▸ **SOURCE RECORDS**:
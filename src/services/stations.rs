use std::collections::HashMap;

use futures::future::try_join_all;
use serde::Serialize;
use tracing::info;
use validator::Validate;

use floortrack_common::{Job, NewStation, Position, Station};

use crate::client::{ApiClient, validate_all};
use crate::errors::ApiError;

#[derive(Serialize)]
struct PositionUpdate {
    position: Position,
}

pub async fn list_stations(api: &ApiClient) -> Result<Vec<Station>, ApiError> {
    let path = "/assets/";
    let stations: Vec<Station> = api.get(path).await?;
    validate_all(path, &stations)?;
    Ok(stations)
}

/// Station id → station, from one listing.
pub async fn station_map(api: &ApiClient) -> Result<HashMap<i64, Station>, ApiError> {
    Ok(list_stations(api)
        .await?
        .into_iter()
        .map(|station| (station.id, station))
        .collect())
}

pub async fn get_station(api: &ApiClient, station_id: i64) -> Result<Station, ApiError> {
    api.get_validated(&format!("/assets/{}", station_id)).await
}

pub async fn create_station(api: &ApiClient, station: &NewStation) -> Result<Station, ApiError> {
    station.validate()?;
    let created: Station = api.post("/assets/", station).await?;
    info!(station_id = created.id, name = %created.name, "Station created");
    Ok(created)
}

pub async fn delete_station(api: &ApiClient, station_id: i64) -> Result<(), ApiError> {
    api.delete(&format!("/assets/{}", station_id)).await?;
    info!(station_id, "Station deleted");
    Ok(())
}

pub async fn station_current_jobs(api: &ApiClient, station_id: i64) -> Result<Vec<Job>, ApiError> {
    let path = format!("/assets/{}/current_jobs", station_id);
    let jobs: Vec<Job> = api.get(&path).await?;
    validate_all(&path, &jobs)?;
    Ok(jobs)
}

pub async fn update_station_position(
    api: &ApiClient,
    station_id: i64,
    position: Position,
) -> Result<Station, ApiError> {
    api.patch(
        &format!("/assets/{}/position", station_id),
        &PositionUpdate { position },
    )
    .await
}

/// Every station with the jobs currently at it (the station tracker).
pub async fn stations_with_jobs(api: &ApiClient) -> Result<Vec<Station>, ApiError> {
    let mut stations = list_stations(api).await?;
    let jobs = try_join_all(
        stations
            .iter()
            .map(|station| station_current_jobs(api, station.id)),
    )
    .await?;
    for (station, current) in stations.iter_mut().zip(jobs) {
        station.current_jobs = current;
    }
    Ok(stations)
}
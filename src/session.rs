//! Bearer token storage and expiry checks.
//!
//! The backend issues a JWT on sign-in. The client never verifies its
//! signature; it only reads the `exp` claim to avoid sending requests that
//! are bound to fail. A token that cannot be decoded counts as expired.

use std::fs;
use std::path::PathBuf;
use std::sync::{Arc, Mutex};

use base64::Engine;
use base64::alphabet;
use base64::engine::{DecodePaddingMode, GeneralPurpose, GeneralPurposeConfig};
use chrono::Utc;
use serde_json::Value;
use tracing::{info, warn};

use crate::errors::StorageError;

/// File name of the stored token inside the data directory.
pub const TOKEN_FILE: &str = "session.token";

/// base64url that accepts segments with or without padding.
const JWT_SEGMENT: GeneralPurpose = GeneralPurpose::new(
    &alphabet::URL_SAFE,
    GeneralPurposeConfig::new()
        .with_encode_padding(false)
        .with_decode_padding_mode(DecodePaddingMode::Indifferent),
);

/// Where the bearer token lives between invocations.
pub trait TokenStore: Send + Sync {
    fn load(&self) -> Result<Option<String>, StorageError>;
    fn store(&self, token: &str) -> Result<(), StorageError>;
    fn clear(&self) -> Result<(), StorageError>;
}

/// Token kept in a file in the data directory; signing out deletes it.
#[derive(Debug, Clone)]
pub struct FileTokenStore {
    path: PathBuf,
}

impl FileTokenStore {
    pub fn new(path: PathBuf) -> Self {
        Self { path }
    }

    pub fn in_dir(data_dir: &std::path::Path) -> Self {
        Self::new(data_dir.join(TOKEN_FILE))
    }

    pub fn path(&self) -> &std::path::Path {
        &self.path
    }
}

impl TokenStore for FileTokenStore {
    fn load(&self) -> Result<Option<String>, StorageError> {
        match fs::read_to_string(&self.path) {
            Ok(content) => {
                let token = content.trim();
                Ok((!token.is_empty()).then(|| token.to_string()))
            }
            Err(e) if e.kind() == std::io::ErrorKind::NotFound => Ok(None),
            Err(source) => Err(StorageError::Read {
                path: self.path.clone(),
                source,
            }),
        }
    }

    fn store(&self, token: &str) -> Result<(), StorageError> {
        if let Some(parent) = self.path.parent() {
            fs::create_dir_all(parent).map_err(|source| StorageError::Write {
                path: parent.to_path_buf(),
                source,
            })?;
        }
        fs::write(&self.path, token).map_err(|source| StorageError::Write {
            path: self.path.clone(),
            source,
        })
    }

    fn clear(&self) -> Result<(), StorageError> {
        match fs::remove_file(&self.path) {
            Ok(()) => Ok(()),
            Err(e) if e.kind() == std::io::ErrorKind::NotFound => Ok(()),
            Err(source) => Err(StorageError::Write {
                path: self.path.clone(),
                source,
            }),
        }
    }
}

/// Process-local token, used by tests and one-shot tooling.
#[derive(Debug, Default)]
pub struct MemoryTokenStore {
    token: Mutex<Option<String>>,
}

impl MemoryTokenStore {
    pub fn with_token(token: &str) -> Self {
        Self {
            token: Mutex::new(Some(token.to_string())),
        }
    }
}

impl TokenStore for MemoryTokenStore {
    fn load(&self) -> Result<Option<String>, StorageError> {
        Ok(self.token.lock().map(|t| t.clone()).unwrap_or(None))
    }

    fn store(&self, token: &str) -> Result<(), StorageError> {
        if let Ok(mut slot) = self.token.lock() {
            *slot = Some(token.to_string());
        }
        Ok(())
    }

    fn clear(&self) -> Result<(), StorageError> {
        if let Ok(mut slot) = self.token.lock() {
            *slot = None;
        }
        Ok(())
    }
}

/// Read the `exp` claim (seconds since epoch) from a JWT.
pub fn decode_expiry(token: &str) -> Option<f64> {
    let mut segments = token.split('.');
    let (Some(_header), Some(payload), Some(_signature), None) = (
        segments.next(),
        segments.next(),
        segments.next(),
        segments.next(),
    ) else {
        return None;
    };
    let bytes = JWT_SEGMENT.decode(payload).ok()?;
    let claims: Value = serde_json::from_slice(&bytes).ok()?;
    claims.get("exp")?.as_f64()
}

pub fn is_expired_at(token: &str, now_secs: i64) -> bool {
    match decode_expiry(token) {
        Some(exp) => now_secs as f64 >= exp,
        None => true,
    }
}

/// Expired or undecodable.
pub fn is_expired(token: &str) -> bool {
    is_expired_at(token, Utc::now().timestamp())
}

#[derive(Debug, Clone, Copy, PartialEq, Eq)]
pub enum SignOut {
    /// A token was removed; the operator has to sign in again.
    SignedOut,
    /// Nothing was stored.
    AlreadySignedOut,
}

/// Handle on the stored token shared by the API client and the commands.
#[derive(Clone)]
pub struct Session {
    store: Arc<dyn TokenStore>,
}

impl std::fmt::Debug for Session {
    fn fmt(&self, f: &mut std::fmt::Formatter<'_>) -> std::fmt::Result {
        f.debug_struct("Session").finish_non_exhaustive()
    }
}

impl Session {
    pub fn new(store: impl TokenStore + 'static) -> Self {
        Self {
            store: Arc::new(store),
        }
    }

    pub fn in_memory() -> Self {
        Self::new(MemoryTokenStore::default())
    }

    pub fn token(&self) -> Result<Option<String>, StorageError> {
        self.store.load()
    }

    pub fn set_token(&self, token: &str) -> Result<(), StorageError> {
        self.store.store(token)
    }

    /// True when a token is stored and has not expired.
    pub fn validate_current(&self) -> Result<bool, StorageError> {
        Ok(self.token()?.is_some_and(|token| !is_expired(&token)))
    }

    pub fn sign_out(&self) -> Result<SignOut, StorageError> {
        if self.token()?.is_none() {
            return Ok(SignOut::AlreadySignedOut);
        }
        self.store.clear()?;
        info!("Signed out");
        Ok(SignOut::SignedOut)
    }

    /// Sign out after an auth failure. Storage errors are logged, not
    /// returned, so the caller can still report the auth failure.
    pub(crate) fn force_sign_out(&self, reason: &str) {
        match self.sign_out() {
            Ok(SignOut::SignedOut) => warn!(reason, "Session cleared"),
            Ok(SignOut::AlreadySignedOut) => {}
            Err(e) => warn!(error = %e, "Failed to clear session"),
        }
    }
}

▸ **BRIEF**: Reproduce each line of the material containing the word "NotFound".

▸ **SOLUTION FOR THIS PROBLEM**:
            Err(e) if e.kind() == std::io::ErrorKind::NotFound => Ok(None),
            Err(e) if e.kind() == std::io::ErrorKind::NotFound => Ok(()),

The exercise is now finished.